And it was this place where I felt very loved and very seen and very heard and cared for and mentored, similar to my middle school. So my middle school experience was really astounding and like amazing because I had an incredible youth pastor and incredible teachers, and an incredible speech team coach, you know, and so all of that was coming together and while I was at church.
I think I realized I wanna love people the way that Dale Glover loves people and that was my youth pastor. I wanna help people to feel loved by God the way that Dale does. And I went to Dale and I told him, I feel like that God has called me to youth ministry. And this was a Southern Baptist church in Kentucky. No women on staff. And there's no reason he should have like lifted me up, right? And his immediate response, and this is one of the most powerful things that's ever happened to me was, you should preach at youth group. You should lead it.

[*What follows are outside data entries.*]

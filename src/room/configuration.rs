//! Room configuration: the student's current design

use serde::{Deserialize, Serialize};

use crate::catalog::{Material, SoundSource};

/// One of the six selectable parts of a design
#[derive(Debug, Clone, Copy, PartialEq, Eq, Hash, Serialize, Deserialize)]
#[serde(rename_all = "snake_case")]
pub enum Slot {
    Source,
    OuterWall,
    CavityFill,
    InnerWall,
    Door,
    Window,
}

impl Slot {
    /// Display order of the summary panel
    pub const ALL: [Slot; 6] = [
        Slot::Source,
        Slot::OuterWall,
        Slot::CavityFill,
        Slot::InnerWall,
        Slot::Door,
        Slot::Window,
    ];

    pub fn label(&self) -> &'static str {
        match self {
            Self::Source => "Source",
            Self::OuterWall => "Outer wall",
            Self::CavityFill => "Cavity fill",
            Self::InnerWall => "Inner wall",
            Self::Door => "Door",
            Self::Window => "Window",
        }
    }
}

/// A value for one slot
#[derive(Debug, Clone, PartialEq)]
pub enum Selection {
    Source(SoundSource),
    OuterWall(Material),
    CavityFill(Material),
    InnerWall(Material),
    Door(Material),
    Window(Material),
}

impl Selection {
    pub fn slot(&self) -> Slot {
        match self {
            Self::Source(_) => Slot::Source,
            Self::OuterWall(_) => Slot::OuterWall,
            Self::CavityFill(_) => Slot::CavityFill,
            Self::InnerWall(_) => Slot::InnerWall,
            Self::Door(_) => Slot::Door,
            Self::Window(_) => Slot::Window,
        }
    }
}

/// Sound source plus up to five material slots, each independently empty
#[derive(Debug, Clone, Default, PartialEq, Serialize, Deserialize)]
pub struct RoomConfiguration {
    pub source: Option<SoundSource>,
    pub outer_wall: Option<Material>,
    pub cavity_fill: Option<Material>,
    pub inner_wall: Option<Material>,
    pub door: Option<Material>,
    pub window: Option<Material>,
}

impl RoomConfiguration {
    /// Fresh design: every slot empty except the sound source
    pub fn with_source(source: Option<SoundSource>) -> Self {
        Self {
            source,
            ..Self::default()
        }
    }

    /// Replace exactly one slot
    pub fn apply(&mut self, selection: Selection) {
        match selection {
            Selection::Source(s) => self.source = Some(s),
            Selection::OuterWall(m) => self.outer_wall = Some(m),
            Selection::CavityFill(m) => self.cavity_fill = Some(m),
            Selection::InnerWall(m) => self.inner_wall = Some(m),
            Selection::Door(m) => self.door = Some(m),
            Selection::Window(m) => self.window = Some(m),
        }
    }

    pub fn material(&self, slot: Slot) -> Option<&Material> {
        match slot {
            Slot::Source => None,
            Slot::OuterWall => self.outer_wall.as_ref(),
            Slot::CavityFill => self.cavity_fill.as_ref(),
            Slot::InnerWall => self.inner_wall.as_ref(),
            Slot::Door => self.door.as_ref(),
            Slot::Window => self.window.as_ref(),
        }
    }

    /// Display name of whatever occupies `slot`
    pub fn name_of(&self, slot: Slot) -> Option<&str> {
        match slot {
            Slot::Source => self.source.as_ref().map(|s| s.name.as_str()),
            other => self.material(other).map(|m| m.name.as_str()),
        }
    }

    /// Selected materials in slot order
    pub fn materials(&self) -> impl Iterator<Item = &Material> {
        [
            &self.outer_wall,
            &self.cavity_fill,
            &self.inner_wall,
            &self.door,
            &self.window,
        ]
        .into_iter()
        .flatten()
    }

    /// True if the design uses a known ineffective material
    pub fn has_misconception(&self) -> bool {
        self.materials().any(|m| m.misconception)
    }

    pub fn is_empty(&self) -> bool {
        self.source.is_none() && self.materials().next().is_none()
    }
}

We had 80 to a hundred kids that came every Wednesday night. This was not a small thing that he was asking. But that was his gut reaction. His gut reaction was, God has called you to this thing, I wanna nurture it. I love that. Like both Ms. Randolph and Dale, for me, are such exemplars of what it means to look at a young person, not as a project, but as a full being and person that God can use just as they are, at the age that they are.
Patrick: Wow. That sounds incredible. So when you leave this community, what sounds like you got some great support there from teachers to youth group ministers to finding your voice, where do you go? Do you stay local or do you start exploring?

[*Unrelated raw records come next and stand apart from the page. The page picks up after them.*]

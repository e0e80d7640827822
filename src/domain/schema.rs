use crate::domain::example::Example;
use crate::domain::subword::{EOS_ID, NUM_RESERVED_IDS, PAD_ID, SubwordEncoder};
use crate::error::AppResult;

const INPUT_FEATURE: &str = "inputs";

/// Metadata needed to turn text into prediction instances and back.
#[derive(Debug, Clone)]
pub struct ModelSchema {
    pub problem_name: String,
    pub input_feature: String,
    encoder: SubwordEncoder,
}

impl ModelSchema {
    pub fn new(problem_name: impl Into<String>, encoder: SubwordEncoder) -> Self {
        Self {
            problem_name: problem_name.into(),
            input_feature: INPUT_FEATURE.to_string(),
            encoder,
        }
    }

    pub fn vocab_size(&self) -> usize {
        self.encoder.vocab_size()
    }

    pub fn serialize_input(&self, text: &str) -> AppResult<Vec<u8>> {
        let mut ids = self.encoder.encode(text)?;
        ids.push(EOS_ID);
        Ok(Example::with_int64_feature(&self.input_feature, &ids).to_bytes())
    }

    /// Drops trailing padding/EOS before decoding.
    pub fn decode_output(&self, ids: &[i64]) -> String {
        let end = ids
            .iter()
            .rposition(|id| !(PAD_ID..NUM_RESERVED_IDS).contains(id))
            .map_or(0, |last| last + 1);
        self.encoder.decode(&ids[..end])
    }
}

Angela: Yeah. So certainly in high school is when we got a new youth pastor and they were the opposite of Dale. They did not wanna affirm my gifts for ministry. And they told me, you know, you can be like the wife of a pastor, but you can't be one sort of thing. But because they couldn't like undo what Dale had already cultivated, right? Or Ms. Randolph, right? So it was like thanks for your perspective. Oh, I have to find another church and so I did. But then I found myself in college like wanting to do more. You know, I really wanted to be trained in how to be a youth minister. Like for me that was like, okay, this is what I'm, how I'm gonna be paid to use words written and spoken for good.
So I went to a college initially that I often like don't talk to people about because it was such a difficult experience for me. But I went to Oklahoma Baptist University and I wasn't affirmed in ministry there, and I actually got lost in my sophomore year in a deep, deep darkness. And it wasn't like clinical depression. I literally feel like, looking back, that it was like this spiritual depression of just basically everything. Just like in 10th grade, it was people trying to undo what had been so carefully cultivated by the spirit, by God, by beautiful people around me.

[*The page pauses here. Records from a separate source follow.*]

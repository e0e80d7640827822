use async_trait::async_trait;

use crate::error::AppResult;

#[async_trait]
pub trait IssueFetcherService: Send + Sync {
    async fn fetch_issue_body(&self, issue_url: &str) -> AppResult<String>;
}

My first couple of years of college were like, I'm going to break you down and convince you that you are not the right person or fit for ministry and for using your words in this way. I began to question, in a very significant way as a sophomore in college, am I really called to anything sacred? And I began to lose my sense of self. And it was a darkness that I've never experienced since, as far as like a loss of meaning and purpose. I was in a play at school and the president of OBU's wife came to me at dinner one night and said, there's a program out in Los Angeles called the Los Angeles Film Study Center.
Like I saw you in this play here and I think, I don't know, I think you should explore it. I feel like that God just told her like, you need to go talk to Angela and tell her about LAFSC. And I applied for the program. I was immediately enthralled by it. I was like, oh, get 16 hours of college credit to live in LA and study screenwriting. That sounds amazing. And so I went. Well, first of all, I drove across the country alone from Kentucky to Los Angeles. I had like $400 to my name. I didn't know a soul in LA, and I'd never been there before. I saw the lights of Los Angeles. To this day, it moves me because it was almost 20 years ago, you know? But I saw the lights of LA. And again, just like in middle school, something opened up in me and I felt less suffocated, felt like I could breathe again. Felt like I could find myself. And it was as if God was like, this is your place. This is your city. You go be free. And you be yourself here. You know? And use your words, right? I fell in love with LA immediately - called my mom three weeks into it and I was like, I'm home. Like this is where I've always been meant to live. And then I ended up staying for 13 years and it has so profoundly shaped my relationship to the globe, to cultures of all kinds. It just gave me this like broadened perspective. So the place of LA has been deeply formative for me. Almost like another mentor.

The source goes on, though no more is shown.